▶ EXERCISE INSTRUCTIONS: Your answer should be one number: the count of lines in the records that include the word "deeper".
====
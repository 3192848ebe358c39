//! Directed weighted graphs described as text.
//!
//! One edge per line:
//!
//! ```text
//! A -> B : 3
//! B -> C        # cost defaults to 1
//! D             # isolated node
//! ```

use std::collections::HashMap;

use super::problem::{Cost, Problem};

/// A directed graph read from the `FROM -> TO [: COST]` edge syntax.
#[derive(Debug, Clone, Default)]
pub struct GraphProblem {
    /// Successors of each node, in first-appearance order
    adjacency: HashMap<String, Vec<String>>,
    costs: HashMap<(String, String), Cost>,
    /// All nodes, in first-appearance order
    nodes: Vec<String>,
}

impl GraphProblem {
    pub fn new() -> Self {
        Self::default()
    }

    /// Parse an edge list.
    ///
    /// Blank lines and `#` comments are ignored. Repeating an edge keeps a
    /// single successor entry and the last cost given.
    ///
    /// # Errors
    ///
    /// Returns [`crate::Error::GraphSyntax`] for lines that are not a node or
    /// an edge and [`crate::Error::InvalidCost`] for costs that are not
    /// finite and non-negative.
    pub fn parse(text: &str) -> Result<Self, crate::Error> {
        let mut graph = Self::new();

        for (index, raw) in text.lines().enumerate() {
            let line_no = index + 1;
            let line = raw.split('#').next().unwrap_or_default().trim();
            if line.is_empty() {
                continue;
            }

            let syntax = |message: &str| crate::Error::GraphSyntax {
                line: line_no,
                message: message.to_string(),
            };

            let mut sides = line.split("->");
            let from = sides.next().unwrap_or_default().trim();
            let rest = sides.next();
            if sides.next().is_some() {
                return Err(syntax("more than one '->' on a line"));
            }
            if from.is_empty() {
                return Err(syntax("missing source node"));
            }

            let Some(rest) = rest else {
                if from.contains(':') {
                    return Err(syntax("cost given without an edge"));
                }
                graph.add_node(from);
                continue;
            };

            let (to, cost) = match rest.split_once(':') {
                Some((to, cost)) => (to.trim(), Some(cost.trim())),
                None => (rest.trim(), None),
            };
            if to.is_empty() {
                return Err(syntax("missing target node"));
            }

            let cost = match cost {
                None => 1.0,
                Some(value) => value
                    .parse::<Cost>()
                    .ok()
                    .filter(|c| c.is_finite() && *c >= 0.0)
                    .ok_or_else(|| crate::Error::InvalidCost {
                        line: line_no,
                        value: value.to_string(),
                    })?,
            };

            graph.add_edge(from, to, cost);
        }

        Ok(graph)
    }

    /// Declare a node without edges. Existing nodes are left alone.
    pub fn add_node(&mut self, node: &str) {
        if !self.adjacency.contains_key(node) {
            self.adjacency.insert(node.to_string(), Vec::new());
            self.nodes.push(node.to_string());
        }
    }

    /// Add or re-weight the directed edge `from -> to`.
    pub fn add_edge(&mut self, from: &str, to: &str, cost: Cost) {
        self.add_node(from);
        self.add_node(to);
        if let Some(successors) = self.adjacency.get_mut(from) {
            if !successors.iter().any(|s| s == to) {
                successors.push(to.to_string());
            }
        }
        self.costs.insert((from.to_string(), to.to_string()), cost);
    }

    pub fn contains(&self, node: &str) -> bool {
        self.adjacency.contains_key(node)
    }

    /// Look up a node by name.
    ///
    /// # Errors
    ///
    /// Returns [`crate::Error::UnknownNode`] if the graph never mentions it.
    pub fn require(&self, node: &str) -> Result<String, crate::Error> {
        if self.contains(node) {
            Ok(node.to_string())
        } else {
            Err(crate::Error::UnknownNode {
                node: node.to_string(),
            })
        }
    }

    pub fn nodes(&self) -> &[String] {
        &self.nodes
    }

    pub fn edge_count(&self) -> usize {
        self.costs.len()
    }
}

impl Problem for GraphProblem {
    type State = String;

    fn actions(&self, state: &String) -> Vec<String> {
        self.adjacency.get(state).cloned().unwrap_or_default()
    }

    /// Weight of the edge, or 1 when the graph has no such edge.
    fn cost(&self, from: &String, to: &String) -> Cost {
        self.costs
            .get(&(from.clone(), to.clone()))
            .copied()
            .unwrap_or(1.0)
    }
}

#[cfg(test)]
mod tests {
    use super::*;

    #[test]
    fn parses_weighted_and_unweighted_edges() {
        let graph = GraphProblem::parse("A -> B : 3\nA -> C\n\n# comment\nD").unwrap();
        assert_eq!(graph.nodes(), ["A", "B", "C", "D"]);
        assert_eq!(graph.edge_count(), 2);
        assert_eq!(graph.actions(&"A".into()), ["B", "C"]);
        assert_eq!(graph.cost(&"A".into(), &"B".into()), 3.0);
        assert_eq!(graph.cost(&"A".into(), &"C".into()), 1.0);
        assert_eq!(graph.cost(&"B".into(), &"D".into()), 1.0);
    }

    #[test]
    fn unknown_state_has_no_successors() {
        let graph = GraphProblem::parse("A -> B").unwrap();
        assert!(graph.actions(&"Z".into()).is_empty());
        assert!(graph.require("Z").is_err());
        assert_eq!(graph.require("B").unwrap(), "B");
    }

    #[test]
    fn repeated_edge_keeps_last_cost_once() {
        let graph = GraphProblem::parse("A -> B : 3\nA -> B : 5").unwrap();
        assert_eq!(graph.actions(&"A".into()), ["B"]);
        assert_eq!(graph.cost(&"A".into(), &"B".into()), 5.0);
    }

    #[test]
    fn rejects_malformed_lines() {
        let err = GraphProblem::parse("A -> B\nA -> -> C").unwrap_err();
        assert!(err.to_string().contains("line 2"));

        assert!(GraphProblem::parse("-> B").is_err());
        assert!(GraphProblem::parse("A -> ").is_err());
        assert!(GraphProblem::parse("A : 3").is_err());

        let err = GraphProblem::parse("A -> B : x").unwrap_err();
        assert!(matches!(err, crate::Error::InvalidCost { line: 1, .. }));
        assert!(GraphProblem::parse("A -> B : -2").is_err());
    }
}
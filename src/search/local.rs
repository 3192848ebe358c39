//! Local search driven by step cost alone.

use log::trace;

use super::{
    problem::{Problem, SearchStats, Solution},
    uninformed::finish,
};

/// Hill climbing that treats `cost` as a measure of desirability.
///
/// From the current state, a successor satisfying the goal test ends the
/// walk successfully. Otherwise the walk moves to the cheapest successor
/// (first on ties), provided stepping there is strictly cheaper than
/// `cost(current, goal)` and does not revisit a state already walked. Any
/// other situation is a failure and yields an empty path.
pub fn hill_climbing<P: Problem>(
    problem: &P,
    start: &P::State,
    goal: &P::State,
) -> Solution<P::State> {
    let mut stats = SearchStats::default();
    let mut walk = vec![start.clone()];

    if problem.is_goal(start, goal) {
        return finish("local hill-climbing", walk, stats);
    }

    loop {
        let Some(current) = walk.last().cloned() else {
            return finish("local hill-climbing", Vec::new(), stats);
        };
        stats.expanded += 1;
        let successors = problem.actions(&current);
        stats.generated += successors.len();

        if let Some(reached) = successors.iter().find(|s| problem.is_goal(s, goal)) {
            walk.push(reached.clone());
            return finish("local hill-climbing", walk, stats);
        }

        let best = successors
            .into_iter()
            .map(|next| (problem.cost(&current, &next), next))
            .reduce(|best, candidate| if candidate.0 < best.0 { candidate } else { best });

        let Some((best_cost, next)) = best else {
            trace!("local search dead end at {current:?}");
            return finish("local hill-climbing", Vec::new(), stats);
        };
        if best_cost >= problem.cost(&current, goal) || walk.contains(&next) {
            trace!("local search stuck at {current:?}");
            return finish("local hill-climbing", Vec::new(), stats);
        }
        walk.push(next);
    }
}
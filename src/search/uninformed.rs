//! Uninformed search: depth-first, breadth-first, uniform-cost,
//! depth-limited and iterative deepening.

use std::collections::{HashSet, VecDeque};

use log::{debug, trace};

use super::{
    frontier::{Entry, Frontier},
    problem::{Bounded, Path, Problem, SearchStats, Solution},
};

/// Depth-first search with a LIFO stack and a global visited set.
///
/// Returns the first path found, which need not be the shortest.
pub fn depth_first<P: Problem>(problem: &P, start: &P::State, goal: &P::State) -> Solution<P::State> {
    let mut stats = SearchStats::default();
    let mut visited = HashSet::new();
    let mut stack = vec![(start.clone(), vec![start.clone()])];

    while let Some((state, path)) = stack.pop() {
        if problem.is_goal(&state, goal) {
            return finish("depth-first", path, stats);
        }
        if !visited.insert(state.clone()) {
            continue;
        }
        stats.expanded += 1;
        trace!("dfs expand {state:?}");
        for next in problem.actions(&state) {
            stats.generated += 1;
            let mut next_path = path.clone();
            next_path.push(next.clone());
            stack.push((next, next_path));
        }
    }

    finish("depth-first", Vec::new(), stats)
}

/// Breadth-first search with a FIFO queue.
///
/// The returned path has the fewest edges of any start-goal path.
pub fn breadth_first<P: Problem>(
    problem: &P,
    start: &P::State,
    goal: &P::State,
) -> Solution<P::State> {
    let mut stats = SearchStats::default();
    let mut visited = HashSet::new();
    let mut queue = VecDeque::from([(start.clone(), vec![start.clone()])]);

    while let Some((state, path)) = queue.pop_front() {
        if problem.is_goal(&state, goal) {
            return finish("breadth-first", path, stats);
        }
        if !visited.insert(state.clone()) {
            continue;
        }
        stats.expanded += 1;
        trace!("bfs expand {state:?}");
        for next in problem.actions(&state) {
            stats.generated += 1;
            let mut next_path = path.clone();
            next_path.push(next.clone());
            queue.push_back((next, next_path));
        }
    }

    finish("breadth-first", Vec::new(), stats)
}

/// Uniform-cost search ordered by accumulated path cost.
///
/// Duplicate frontier entries are not merged. A state is expanded the first
/// time it is dequeued; later, costlier entries for it are skipped. With
/// non-negative costs the returned path is cost-optimal.
pub fn uniform_cost<P: Problem>(
    problem: &P,
    start: &P::State,
    goal: &P::State,
) -> Solution<P::State> {
    let mut stats = SearchStats::default();
    let mut visited = HashSet::new();
    let mut frontier = Frontier::new();
    frontier.push(
        0.0,
        Entry {
            state: start.clone(),
            path: vec![start.clone()],
            cost: 0.0,
        },
    );

    while let Some(Entry { state, path, cost }) = frontier.pop() {
        if problem.is_goal(&state, goal) {
            return finish("uniform-cost", path, stats);
        }
        if !visited.insert(state.clone()) {
            continue;
        }
        stats.expanded += 1;
        trace!("ucs expand {state:?} at cost {cost}");
        for next in problem.actions(&state) {
            stats.generated += 1;
            let next_cost = cost + problem.cost(&state, &next);
            let mut next_path = path.clone();
            next_path.push(next.clone());
            frontier.push(
                next_cost,
                Entry {
                    state: next,
                    path: next_path,
                    cost: next_cost,
                },
            );
        }
    }

    finish("uniform-cost", Vec::new(), stats)
}

/// Depth-limited search.
///
/// Cycles are avoided by checking membership in the current path only, so a
/// state may be revisited through a different branch. A non-goal state at
/// depth `limit` is a cutoff only if it still has a successor off the current
/// path; a dead end there counts as exhausted.
pub fn depth_limited<P: Problem>(
    problem: &P,
    start: &P::State,
    goal: &P::State,
    limit: usize,
) -> Bounded<P::State> {
    depth_limited_with_stats(problem, start, goal, limit).0
}

/// [`depth_limited`], also returning how much work the search did.
pub fn depth_limited_with_stats<P: Problem>(
    problem: &P,
    start: &P::State,
    goal: &P::State,
    limit: usize,
) -> (Bounded<P::State>, SearchStats) {
    let mut path = vec![start.clone()];
    let mut stats = SearchStats::default();
    let outcome = recursive_dls(problem, goal, &mut path, limit, &mut stats);
    debug!(
        "depth-limited (limit {limit}): {} after {} expansions",
        describe(&outcome),
        stats.expanded
    );
    (outcome, stats)
}

fn recursive_dls<P: Problem>(
    problem: &P,
    goal: &P::State,
    path: &mut Vec<P::State>,
    limit: usize,
    stats: &mut SearchStats,
) -> Bounded<P::State> {
    let Some(state) = path.last().cloned() else {
        return Bounded::Exhausted;
    };
    if problem.is_goal(&state, goal) {
        return Bounded::Found(Path::from(path.clone()));
    }
    if limit == 0 {
        let deeper = problem
            .actions(&state)
            .iter()
            .any(|next| !path.contains(next));
        return if deeper {
            Bounded::Cutoff
        } else {
            Bounded::Exhausted
        };
    }

    stats.expanded += 1;
    let mut cutoff = false;
    for next in problem.actions(&state) {
        stats.generated += 1;
        if path.contains(&next) {
            continue;
        }
        path.push(next);
        let outcome = recursive_dls(problem, goal, path, limit - 1, stats);
        path.pop();
        match outcome {
            Bounded::Found(found) => return Bounded::Found(found),
            Bounded::Cutoff => cutoff = true,
            Bounded::Exhausted => {}
        }
    }

    if cutoff {
        Bounded::Cutoff
    } else {
        Bounded::Exhausted
    }
}

/// Iterative deepening: depth-limited search with limits 0, 1, 2, ... until
/// a path is found or a run finishes without a cutoff.
pub fn iterative_deepening<P: Problem>(
    problem: &P,
    start: &P::State,
    goal: &P::State,
) -> Solution<P::State> {
    let mut stats = SearchStats::default();
    let mut limit = 0;
    loop {
        let mut path = vec![start.clone()];
        match recursive_dls(problem, goal, &mut path, limit, &mut stats) {
            Bounded::Found(found) => {
                return finish("iterative-deepening", found.into_inner(), stats);
            }
            Bounded::Exhausted => return finish("iterative-deepening", Vec::new(), stats),
            Bounded::Cutoff => {
                trace!("iterative deepening cut off at limit {limit}");
                limit += 1;
            }
        }
    }
}

pub(crate) fn finish<S>(algorithm: &str, path: Vec<S>, stats: SearchStats) -> Solution<S> {
    debug!(
        "{algorithm}: {} ({} expanded, {} generated)",
        if path.is_empty() {
            "no path".to_string()
        } else {
            format!("path of {} states", path.len())
        },
        stats.expanded,
        stats.generated
    );
    Solution {
        path: Path::from(path),
        stats,
    }
}

pub(crate) fn describe<S>(outcome: &Bounded<S>) -> &'static str {
    match outcome {
        Bounded::Found(_) => "found",
        Bounded::Cutoff => "cutoff",
        Bounded::Exhausted => "exhausted",
    }
}

#[cfg(test)]
mod tests {
    use super::*;
    use crate::search::GraphProblem;

    fn sample() -> GraphProblem {
        GraphProblem::parse("A -> B : 1\nA -> C : 4\nB -> C : 1\nC -> D : 1").unwrap()
    }

    fn labels(path: &Path<String>) -> Vec<&str> {
        path.states().iter().map(String::as_str).collect()
    }

    #[test]
    fn dfs_finds_a_path() {
        let graph = sample();
        let solution = depth_first(&graph, &"A".into(), &"D".into());
        let path = labels(&solution.path);
        assert!(path == ["A", "C", "D"] || path == ["A", "B", "C", "D"]);
        assert!(solution.path.is_connected(&graph));
    }

    #[test]
    fn bfs_prefers_fewer_edges() {
        let graph = sample();
        let solution = breadth_first(&graph, &"A".into(), &"D".into());
        assert_eq!(labels(&solution.path), ["A", "C", "D"]);
    }

    #[test]
    fn ucs_prefers_lower_cost() {
        let graph = sample();
        let solution = uniform_cost(&graph, &"A".into(), &"D".into());
        assert_eq!(labels(&solution.path), ["A", "B", "C", "D"]);
        assert_eq!(solution.path.total_cost(&graph), 3.0);
    }

    #[test]
    fn start_equal_to_goal_is_a_single_state_path() {
        let graph = sample();
        let solution = breadth_first(&graph, &"B".into(), &"B".into());
        assert_eq!(labels(&solution.path), ["B"]);
    }

    #[test]
    fn unreachable_goal_gives_empty_path() {
        let graph = sample();
        assert!(depth_first(&graph, &"D".into(), &"A".into()).path.is_empty());
        assert!(breadth_first(&graph, &"D".into(), &"A".into()).path.is_empty());
        assert!(uniform_cost(&graph, &"D".into(), &"A".into()).path.is_empty());
    }

    #[test]
    fn depth_limited_distinguishes_cutoff_from_exhausted() {
        let graph = sample();
        assert_eq!(depth_limited(&graph, &"A".into(), &"D".into(), 1), Bounded::Cutoff);
        assert_eq!(depth_limited(&graph, &"D".into(), &"A".into(), 5), Bounded::Exhausted);
        let Bounded::Found(path) = depth_limited(&graph, &"A".into(), &"D".into(), 2) else {
            panic!("expected a path within two edges");
        };
        assert_eq!(labels(&path), ["A", "C", "D"]);
    }

    #[test]
    fn depth_limited_zero_only_matches_start() {
        let graph = sample();
        assert_eq!(depth_limited(&graph, &"A".into(), &"B".into(), 0), Bounded::Cutoff);
        assert_eq!(
            depth_limited(&graph, &"A".into(), &"A".into(), 0),
            Bounded::Found(Path::from(vec!["A".to_string()]))
        );
    }

    #[test]
    fn dead_ends_at_the_limit_are_exhausted() {
        let graph = GraphProblem::parse("A -> B\nB -> C\nZ").unwrap();
        assert_eq!(depth_limited(&graph, &"A".into(), &"Z".into(), 2), Bounded::Exhausted);
        assert_eq!(depth_limited(&graph, &"A".into(), &"Z".into(), 1), Bounded::Cutoff);

        // C's only successor is already on the path.
        let cycle = GraphProblem::parse("A -> B\nB -> C\nC -> A\nZ").unwrap();
        assert_eq!(depth_limited(&cycle, &"A".into(), &"Z".into(), 2), Bounded::Exhausted);

        let solution = iterative_deepening(&graph, &"A".into(), &"Z".into());
        assert!(solution.path.is_empty());
        assert_eq!(solution.stats.expanded, 1 + 2);
    }

    #[test]
    fn depth_limited_survives_cycles() {
        let graph = GraphProblem::parse("A -> B\nB -> A\nB -> C").unwrap();
        let outcome = depth_limited(&graph, &"A".into(), &"Z".into(), 10);
        assert_eq!(outcome, Bounded::Exhausted);
    }

    #[test]
    fn iterative_deepening_finds_shallowest_path() {
        let graph = sample();
        let solution = iterative_deepening(&graph, &"A".into(), &"D".into());
        assert_eq!(labels(&solution.path), ["A", "C", "D"]);
        assert!(iterative_deepening(&graph, &"D".into(), &"A".into()).path.is_empty());
    }
}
====
▶ WORKED SOLUTION: 2